ZAMSTAR was the largest study ever conducted to study methods of reducing TB prevalence at community level. Consequently, an entire conference symposium was dedicated to discussing the results, some aspects of which were surprising. These data will probably continue to be analysed for years to come. This article will only touch on some of the key findings from the study, and subsequent articles will present further analysis, and expert opinion on the trial’s ramifications.
Background to ZAMSTAR
The communities in which the ZAMSTAR study took place all had an extremely high burden of TB and HIV, much of it undiagnosed.
Prof. Godfrey-Faussett noted that most people with culture positive TB have symptoms (90% overall, and 95% of the HIV-infected) – but not everyone complains of cough. Most did not meet the formal definition of ‘TB suspect’ at the time (cough for two or three weeks), “and might have been missed by routine services even if they had presented,” he said.
“More alarmingly, perhaps, is that even those people who did meet the definition of ‘TB suspect’ when they went to the clinic, were not asked for a sputum specimen, because of the barriers involved in giving sputum and of registering and going through the process of getting a diagnosis made,” said Prof. Godfrey-Faussett. “So there are many opportunities being missed for TB control. The ZAMSTAR philosophy has been that we do need to go beyond the clinic, if we are going to make a difference.”
Consequently, the ZAMSTAR team sought to evaluate, in a rigorous manner, two ways in which to increase TB diagnosis and treatment and interrupt the transmission of TB in communities with a high burden of both TB and HIV (the home counselling intervention and ECF, described in more detail below).
Prevalence of TB in the ZAMSTAR sites (from the outcome portion of the ZAMSTAR study)
Zambian sites |
Prevalence 542/100,000 adults (Stand Deviation (SD) 263) |
Community range 221-10,967/100,000 |
South African sites
|
Prevalence 2319/100,000 (SD 487) |
Community range 1489-3054/100,000
|
The study was carried out by a consortium of three institutions, Zambia AIDS Related TB (ZAMBART) Project, Desmond Tutu TB Centre (DTTC) at Stellenbosch University (in the Western Cape province of South Africa) and the London School of Hygiene and Tropical Medicine (LSHTM), as one of three large studies within the Consortium to Respond Effectively to the AIDS and TB Epidemics (CREATE), which received major funding from the Bill and Melinda Gates Foundation to do the sort of research which could produce policy-changing results.
Study design
ZAMSTAR randomised communities – not people (though the outcomes were measured in individuals). Thus, though the total population covered was 962,655, the trial had a total sample size of 24 communities: 16 were spread throughout Zambia – and 8 in the Western Cape province of South Africa.

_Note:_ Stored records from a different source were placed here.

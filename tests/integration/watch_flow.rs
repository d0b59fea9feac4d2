use std::fs;
use std::sync::atomic::{AtomicBool, Ordering};
use std::sync::Arc;
use std::thread;
use std::time::Duration;

use serial_test::serial;
use tempfile::TempDir;

use logixwatch::config::WatchConfig;
use logixwatch::driver::HelperDriver;
use logixwatch::orchestrator::CycleOrchestrator;

use crate::helpers::{sh_command, watch_helper_script};

/// Full watch cycle against a scripted helper process: the audit tag
/// holds at its seeded value, changes to 5, settles, and the external
/// job fires exactly once.
#[test]
#[serial]
fn watch_cycle_triggers_external_job_once() {
    let dir = TempDir::new().unwrap();
    let project_dir = dir.path().join("projects");
    fs::create_dir(&project_dir).unwrap();
    fs::write(project_dir.join("PRESS_1.ACD"), b"acd").unwrap();

    let marker = dir.path().join("marker");
    let script = watch_helper_script(dir.path());
    let driver = HelperDriver::new(sh_command(&script)).unwrap();

    let config = WatchConfig {
        project_dir,
        file_prefix: Some("PRESS".to_string()),
        tag: "ControllerAuditValue".to_string(),
        external_command: vec![
            "sh".to_string(),
            "-c".to_string(),
            format!("echo run >> {}", marker.display()),
        ],
        stability_secs: 0,
        poll_interval_secs: 0.01,
        post_trigger_pause_secs: 0,
        armed_recheck_secs: 1,
        ..WatchConfig::default()
    };

    let mut orchestrator = CycleOrchestrator::new(config, Box::new(driver));
    let shutdown = Arc::new(AtomicBool::new(false));
    let flag = Arc::clone(&shutdown);
    let handle = thread::spawn(move || {
        orchestrator.run(&flag).unwrap();
    });

    // Poll for the job marker rather than sleeping a fixed budget, so a
    // loaded machine only slows the test down instead of failing it. Once
    // armed after the trigger, no further run can occur.
    let deadline = std::time::Instant::now() + Duration::from_secs(15);
    while !marker.exists() && std::time::Instant::now() < deadline {
        thread::sleep(Duration::from_millis(10));
    }
    shutdown.store(true, Ordering::SeqCst);
    handle.join().unwrap();

    let runs = fs::read_to_string(&marker).expect("external job never ran");
    assert_eq!(runs, "run\n", "expected exactly one trigger");
}
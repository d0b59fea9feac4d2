pub mod config;
pub mod driver;
pub mod exec;
pub mod fault;
pub mod locate;
pub mod lock;
pub mod monitor;
pub mod orchestrator;
pub mod recovery;
pub mod upload;
pub mod utils;
//! Single-flight upload entry point.
//!
//! Holds the cross-process upload lock for the whole run: upload out of the
//! controller into a temporary project file, read the controller name from
//! it, and save the final timestamped backup. The lock and the temp file
//! are both released on every exit path.

use std::path::{Path, PathBuf};

use anyhow::{Context, Result};
use tracing::{info, warn};

use crate::config::LockConfig;
use crate::driver::ControllerDriver;
use crate::lock::UploadLock;

#[derive(Debug, Clone)]
pub struct UploadOptions {
    /// Communication path to the controller.
    pub comm_path: String,
    /// Directory for the final backup file; created if absent.
    pub save_dir: PathBuf,
    /// Optional prefix for the saved filename.
    pub prefix: String,
    pub lock: LockConfig,
}

/// Run one locked upload. Returns the path of the saved backup.
pub fn run_upload(driver: &dyn ControllerDriver, options: &UploadOptions) -> Result<PathBuf> {
    // Lock timeout must propagate untouched so the caller can exit non-zero
    // without having touched the controller.
    let lock = UploadLock::acquire(
        &options.lock.path,
        options.lock.max_wait(),
        options.lock.poll(),
    )?;

    let result = locked_upload(driver, options);
    lock.release();
    result
}

fn locked_upload(driver: &dyn ControllerDriver, options: &UploadOptions) -> Result<PathBuf> {
    std::fs::create_dir_all(&options.save_dir).with_context(|| {
        format!(
            "Failed to create save directory: {}",
            options.save_dir.display()
        )
    })?;

    // Removed automatically on drop, so failures below leave nothing behind.
    let temp = tempfile::Builder::new()
        .prefix("logixwatch-upload-")
        .suffix(".ACD")
        .tempfile()
        .context("Failed to create temporary project file")?;

    info!(comm_path = %options.comm_path, "uploading project from controller");
    driver
        .upload(&options.comm_path, temp.path())
        .context("Upload from controller failed")?;
    info!("upload complete");

    let final_path = save_backup(driver, temp.path(), &options.save_dir, &options.prefix)?;
    info!(path = %final_path.display(), "backup saved");
    Ok(final_path)
}

/// Open the uploaded project, name the backup after its controller, and
/// save it into `save_dir`.
fn save_backup(
    driver: &dyn ControllerDriver,
    uploaded: &Path,
    save_dir: &Path,
    prefix: &str,
) -> Result<PathBuf> {
    let mut session = driver
        .open(uploaded)
        .context("Failed to open uploaded project")?;

    let result = (|| -> Result<PathBuf> {
        let controller = session
            .controller_name()
            .context("Failed to read controller name")?;
        let final_path = save_dir.join(backup_filename(prefix, &controller, chrono::Local::now()));
        session
            .save_as(&final_path)
            .with_context(|| format!("Failed to save project as {}", final_path.display()))?;
        Ok(final_path)
    })();

    if let Err(e) = session.close() {
        warn!("failed to close uploaded project: {e}");
    }
    result
}

/// `{prefix}{controllerName}_{YYYYMMDD_HHMM}.ACD`
fn backup_filename(prefix: &str, controller: &str, now: chrono::DateTime<chrono::Local>) -> String {
    format!("{prefix}{controller}_{}.ACD", now.format("%Y%m%d_%H%M"))
}
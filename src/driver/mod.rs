//! Controller driver boundary
//!
//! The vendor SDK that actually talks to the controller lives outside this
//! crate. Everything the watcher needs from it is expressed through the two
//! object-safe traits here; the `helper` backend drives the SDK through a
//! long-running helper process.

use std::path::Path;

use serde::{Deserialize, Serialize};
use thiserror::Error;

#[cfg(test)]
pub mod fake;
pub mod helper;
pub mod protocol;

pub use helper::HelperDriver;

/// Value of a controller tag.
///
/// Tags carry arbitrary scalar or structured data; the watcher only ever
/// compares values for equality and displays them in logs.
pub type TagValue = serde_json::Value;

/// Whether a tag read goes against the project file or the live controller.
#[derive(Debug, Clone, Copy, PartialEq, Eq, Serialize, Deserialize)]
#[serde(rename_all = "lowercase")]
pub enum TagMode {
    Offline,
    Online,
}

/// Error raised by a driver operation.
///
/// The message text is what the fault classifier inspects, so backends must
/// pass vendor error messages through unmodified.
#[derive(Debug, Error)]
#[error("{message}")]
pub struct DriverError {
    pub message: String,
}

impl DriverError {
    pub fn new(message: impl Into<String>) -> Self {
        Self {
            message: message.into(),
        }
    }
}

/// An open project/controller connection.
///
/// At most one live session exists per watcher process. Implementations must
/// make `close` idempotent; `Drop` impls should close best-effort so a
/// session never leaks a controller connection on an error path.
pub trait ControllerSession: std::fmt::Debug {
    /// Identity of the backing project file this session was opened against.
    fn source(&self) -> &Path;

    fn is_online(&self) -> bool;

    fn go_online(&mut self) -> Result<(), DriverError>;

    fn go_offline(&mut self) -> Result<(), DriverError>;

    fn read_tag(&mut self, tag: &str, mode: TagMode) -> Result<TagValue, DriverError>;

    /// Controller name recorded in the project.
    fn controller_name(&mut self) -> Result<String, DriverError>;

    /// Save the project to a new file.
    fn save_as(&mut self, dest: &Path) -> Result<(), DriverError>;

    fn close(&mut self) -> Result<(), DriverError>;
}

/// Factory for controller sessions plus the session-less SDK operations.
pub trait ControllerDriver {
    fn open(&self, source: &Path) -> Result<Box<dyn ControllerSession>, DriverError>;

    /// Upload the project out of the controller at `comm_path` into a fresh
    /// project file at `dest`.
    fn upload(&self, comm_path: &str, dest: &Path) -> Result<(), DriverError>;
}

The community, for this purpose, was defined as the population attending one TB diagnostic centre.
To participate in the trial, the communities had to have a minimum population of 25,000, a TB notification rate of more than 400 cases per 100,000 inhabitants per year and what was considered to be a high HIV prevalence rate.
Randomisation was stratified by country (since they were quite different) and by high and low tuberculin skin test (TST) baseline prevalence in the communities (see below).
It is very important to note that all the communities involved in the study received extra support – including additional dedicated staff – to improve TB and HIV care and service integration over the course of the study. This third non-randomised intervention may be important for understanding some of the study’s more anomalous results.
Communities were randomised into four arms, six communities per arm.
- Group 1 served as the control since the communities in this arm received neither of the two interventions – though as Dr Helen Ayles, also one of the principal investigators, based in Zambia, said: “we don’t like to call it a control arm”, because of the additional staff. (Population included: 257,698.)
- Group 2: Enhanced case finding (ECF). (Population included: 148,090.)
- Group 3: The household intervention (HH). Population included: 257,729.)
- Group 4: Both ECF and HH. (Population included: 299,138.)
The primary endpoint was the prevalence of tuberculosis in the communities (compared by intervention) – in other words, ECF vs no ECF; and HH versus no HH.
The secondary endpoints, compared in the same way, included the incidence of TB infection at the community level (which was measured by TST conversions in children, indicating TB transmission); and at the household level: difference in TB outcomes, TB incidence, and HIV incidence were measured.
Study interventions
The intervention phase of the trial lasted three years (2006 to 2009) carried out by field staff and trained community members – with rigorous monitoring and evaluation and quality assurance.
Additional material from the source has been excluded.